---- Data for this exercise

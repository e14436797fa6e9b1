//! Obstacle spawning, scrolling, eviction and pass detection

use rand::Rng;
use serde::{Deserialize, Serialize};

use super::state::Obstacle;
use crate::tuning::SimulationConfig;

/// Live obstacles in spawn (FIFO) order, plus the spawn timer
#[derive(Debug, Clone, Serialize, Deserialize)]
pub struct ObstacleField {
    obstacles: Vec<Obstacle>,
    /// Time since the last spawn (or since the run started)
    since_spawn_ms: f32,
    next_id: u32,
}

impl Default for ObstacleField {
    fn default() -> Self {
        Self::new()
    }
}

impl ObstacleField {
    pub fn new() -> Self {
        Self {
            obstacles: Vec::new(),
            since_spawn_ms: 0.0,
            next_id: 1,
        }
    }

    pub fn as_slice(&self) -> &[Obstacle] {
        &self.obstacles
    }

    pub fn len(&self) -> usize {
        self.obstacles.len()
    }

    pub fn is_empty(&self) -> bool {
        self.obstacles.is_empty()
    }

    pub fn since_spawn_ms(&self) -> f32 {
        self.since_spawn_ms
    }

    /// Drop every obstacle and restart the spawn timer
    pub fn clear(&mut self) {
        self.obstacles.clear();
        self.since_spawn_ms = 0.0;
    }

    /// Insert an obstacle built by the caller (keeps FIFO order by id)
    pub fn push(&mut self, mut obstacle: Obstacle) -> u32 {
        obstacle.id = self.next_id;
        self.next_id += 1;
        let id = obstacle.id;
        self.obstacles.push(obstacle);
        id
    }

    /// Spawn a new obstacle just past the right edge with a random gap
    pub fn spawn<R: Rng>(&mut self, rng: &mut R, config: &SimulationConfig) -> u32 {
        let height = config.viewport_height;
        let lo = config.spawn_margin;
        let hi = height - config.spawn_margin;
        let gap_center = if hi > lo {
            rng.random_range(lo..=hi)
        } else {
            height / 2.0
        };

        let half_gap = config.gap_height / 2.0;
        let obstacle = Obstacle::new(
            0,
            config.viewport_width + config.spawn_offset,
            config.obstacle_width,
            gap_center - half_gap,
            gap_center + half_gap,
            height,
        );
        let id = self.push(obstacle);
        log::debug!("Spawned obstacle {} with gap centre {:.1}", id, gap_center);
        id
    }

    /// Run the spawn timer; spawns once the interval is exceeded.
    /// Returns the new obstacle's id, if any.
    pub fn update_spawn_timer<R: Rng>(
        &mut self,
        dt_ms: f32,
        rng: &mut R,
        config: &SimulationConfig,
    ) -> Option<u32> {
        self.since_spawn_ms += dt_ms;
        if self.since_spawn_ms > config.spawn_interval_ms {
            self.since_spawn_ms = 0.0;
            Some(self.spawn(rng, config))
        } else {
            None
        }
    }

    /// Scroll every obstacle left and evict the ones fully off screen.
    /// Returns how many were evicted.
    pub fn advance(
        &mut self,
        dt_ms: f32,
        speed: f32,
        frame_normalization: f32,
        despawn_margin: f32,
    ) -> usize {
        let dx = speed * dt_ms * frame_normalization;
        for obstacle in &mut self.obstacles {
            obstacle.x -= dx;
        }

        let before = self.obstacles.len();
        self.obstacles.retain(|o| o.right() > -despawn_margin);
        let evicted = before - self.obstacles.len();
        if evicted > 0 {
            log::debug!("Evicted {} obstacle(s)", evicted);
        }
        evicted
    }

    /// Mark every not-yet-passed obstacle whose trailing edge is behind
    /// `avatar_x` as passed. Returns the ids of newly passed obstacles in
    /// spawn order (usually zero or one, more on a long frame).
    pub fn score_crossings(&mut self, avatar_x: f32) -> Vec<u32> {
        self.obstacles
            .iter_mut()
            .filter(|o| !o.passed && avatar_x > o.right())
            .map(|o| {
                o.passed = true;
                o.id
            })
            .collect()
    }

    /// First obstacle the avatar hasn't cleared yet
    pub fn next_unpassed(&self) -> Option<&Obstacle> {
        self.obstacles.iter().find(|o| !o.passed)
    }
}
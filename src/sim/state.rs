//! Run state and core simulation types
//!
//! `GameState` is the explicitly owned context for one session. It holds the
//! single `RunState` plus everything a run mutates.

use serde::{Deserialize, Serialize};

use super::avatar::Avatar;
use super::obstacles::ObstacleField;
use crate::tuning::SimulationConfig;

/// Lifecycle of a session: menu, countdown, run, result screen
#[derive(Debug, Clone, Copy, PartialEq, Eq, Default, Serialize, Deserialize)]
pub enum RunState {
    /// Menu shown, no run data
    #[default]
    Idle,
    /// Countdown before the run starts
    Counting,
    /// Active gameplay
    Playing,
    /// Run ended, final score frozen
    Over,
}

/// A pillar pair with a passable gap
#[derive(Debug, Clone, PartialEq, Serialize, Deserialize)]
pub struct Obstacle {
    /// Spawn order (monotonic within a session)
    pub id: u32,
    /// Left edge
    pub x: f32,
    pub width: f32,
    /// Height of the top segment (the gap starts here)
    pub gap_top: f32,
    /// Y where the bottom segment starts
    pub gap_bottom: f32,
    /// Height of the bottom segment
    pub bottom_height: f32,
    /// Set once when the avatar clears the trailing edge
    pub passed: bool,
}

impl Obstacle {
    pub fn new(
        id: u32,
        x: f32,
        width: f32,
        gap_top: f32,
        gap_bottom: f32,
        viewport_height: f32,
    ) -> Self {
        Self {
            id,
            x,
            width,
            gap_top,
            gap_bottom,
            bottom_height: (viewport_height - gap_bottom).max(0.0),
            passed: false,
        }
    }

    /// Trailing (right) edge
    #[inline]
    pub fn right(&self) -> f32 {
        self.x + self.width
    }

    #[inline]
    pub fn gap_center(&self) -> f32 {
        (self.gap_top + self.gap_bottom) * 0.5
    }
}

/// Countdown before a run, driven by the same tick as the frame loop
#[derive(Debug, Clone, Copy, PartialEq, Serialize, Deserialize)]
pub struct Countdown {
    pub remaining: u8,
    /// Time since the last decrement
    pub elapsed_ms: f32,
}

impl Countdown {
    pub fn new(from: u8) -> Self {
        Self {
            remaining: from,
            elapsed_ms: 0.0,
        }
    }
}

/// Read-only view of the simulation for rendering
#[derive(Debug, Clone, PartialEq, Serialize, Deserialize)]
pub struct Snapshot {
    pub run_state: RunState,
    pub score: u32,
    pub avatar: Avatar,
    pub obstacles: Vec<Obstacle>,
    pub countdown: Option<u8>,
}

/// Events raised for the host (display, audio)
#[derive(Debug, Clone, PartialEq, Serialize, Deserialize)]
#[serde(tag = "type")]
pub enum GameEvent {
    /// Countdown shows a new value (3, 2, 1, 0)
    CountdownTick { remaining: u8 },
    /// Countdown finished, frame loop is live
    RunStarted,
    /// Avatar cleared an obstacle (one per crossing)
    ObstaclePassed { obstacle_id: u32 },
    /// Score changed
    ScoreIncreased { score: u32 },
    /// Terminal collision
    GameOver { final_score: u32 },
    /// Host should ask the player to confirm quitting
    QuitRequested,
    /// End of a simulated frame
    FrameReady(Snapshot),
}

/// Complete per-session simulation context
#[derive(Debug, Clone, Serialize, Deserialize)]
pub struct GameState {
    pub run_state: RunState,
    pub score: u32,
    pub avatar: Avatar,
    pub obstacles: ObstacleField,
    /// Present only while counting down
    pub countdown: Option<Countdown>,
    /// Frames simulated in the current run
    pub time_ticks: u64,
}

impl GameState {
    pub fn new(config: &SimulationConfig) -> Self {
        Self {
            run_state: RunState::Idle,
            score: 0,
            avatar: Avatar::new(
                config.avatar_x,
                config.viewport_height / 2.0,
                config.avatar_radius,
            ),
            obstacles: ObstacleField::new(),
            countdown: None,
            time_ticks: 0,
        }
    }

    /// Clear all run data: score, avatar, obstacles, pending timers.
    /// `run_state` is left to the caller.
    pub fn reset_run(&mut self, config: &SimulationConfig) {
        self.score = 0;
        self.avatar.pos.x = config.avatar_x;
        self.avatar.radius = config.avatar_radius;
        self.avatar.reset(config.viewport_height / 2.0);
        self.obstacles.clear();
        self.countdown = None;
        self.time_ticks = 0;
    }

    /// Add one point per cleared obstacle, capped at `max_score`.
    /// Returns true if the score changed.
    pub fn award_point(&mut self, max_score: u32) -> bool {
        if self.score < max_score {
            self.score += 1;
            true
        } else {
            false
        }
    }

    pub fn snapshot(&self) -> Snapshot {
        Snapshot {
            run_state: self.run_state,
            score: self.score,
            avatar: self.avatar,
            obstacles: self.obstacles.as_slice().to_vec(),
            countdown: self.countdown.map(|c| c.remaining),
        }
    }
}

#[cfg(test)]
mod tests {
    use super::*;

    #[test]
    fn test_new_state_is_idle_and_centered() {
        let config = SimulationConfig::default();
        let state = GameState::new(&config);
        assert_eq!(state.run_state, RunState::Idle);
        assert_eq!(state.score, 0);
        assert_eq!(state.avatar.pos.y, config.viewport_height / 2.0);
        assert!(state.obstacles.is_empty());
    }

    #[test]
    fn test_award_point_caps() {
        let config = SimulationConfig::default();
        let mut state = GameState::new(&config);
        state.score = 998;
        assert!(state.award_point(999));
        assert_eq!(state.score, 999);
        assert!(!state.award_point(999));
        assert_eq!(state.score, 999);
    }

    #[test]
    fn test_obstacle_geometry() {
        let o = Obstacle::new(1, 100.0, 80.0, 200.0, 360.0, 720.0);
        assert_eq!(o.right(), 180.0);
        assert_eq!(o.bottom_height, 360.0);
        assert_eq!(o.gap_center(), 280.0);
        assert!(!o.passed);
    }

    #[test]
    fn test_event_serializes_with_tag() {
        let json = serde_json::to_string(&GameEvent::GameOver { final_score: 12 }).unwrap();
        assert_eq!(json, r#"{"type":"GameOver","final_score":12}"#);
    }
}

--------

### Task brief:
Please give the number of lines in the listing that hold "once", and no other text.

### Response:
2